Ruby Slippers Posted February 16, 2015 Posted February 16, 2015 Any guy who even hints about sex before meeting is primarily after sex. You can find genuine guys online who are looking for something more meaningful, but they're the minority - I estimate 20% or less.
veggirl Posted February 16, 2015 Posted February 16, 2015 you are "far from a casual sex girl" but within THREE conversations you are having "R rated" sexual talks with a stranger? Confused. 1
Author VSgirl Posted February 17, 2015 Author Posted February 17, 2015 I actually have never had casual sex. This is a situation where I went along with flirting that got out of hand in text messages and it was spoken more in the means of like a sexual fantasy. I wasn't doing anything like to act it out at home or sending any photos or anything like that. I see now that it gives a guy the wrong idea and it's something that should be saved until a relationship.

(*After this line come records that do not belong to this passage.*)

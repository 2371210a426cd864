// crates/arbiter-store-sqlite/src/lib.rs
// ============================================================================
// Module: Arbiter SQLite Store Library
// Description: Durable Persistence backed by SQLite.
// Purpose: Expose the SQLite persistence implementation and its config.
// Dependencies: arbiter-core, rusqlite
// ============================================================================

//! ## Overview
//! `arbiter-store-sqlite` provides the durable [`arbiter_core::Persistence`]
//! implementation used by production deployments. The store keeps one WAL
//! database file and serializes records as JSON payloads next to the columns
//! queries filter on.

// ============================================================================
// SECTION: Modules
// ============================================================================

pub mod store;

// ============================================================================
// SECTION: Re-Exports
// ============================================================================

pub use store::SqlitePersistence;
pub use store::SqliteStoreConfig;
pub use store::SqliteStoreError;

redblazerx78 Posted February 17, 2015 Posted February 17, 2015 Not all guys are like that, I for one actually want a relationship and I dont belive in playing games to get what I want. Its guys like that, that usually kills it for guys like me.
Author VSgirl Posted February 17, 2015 Author Posted February 17, 2015 Certainly there are good guys like you that are out there and are actually looking for a real relationship and that are honest. That's what I'm looking for and will keep looking for until I find it. I have a lot of respect for guys who are honest about what they are looking for. I think my key thing is to do what is best for me and not invest in guys before I know what they are looking for. Keep an open mind and heart, but wait until I get to know someone before putting so much on my interaction with them.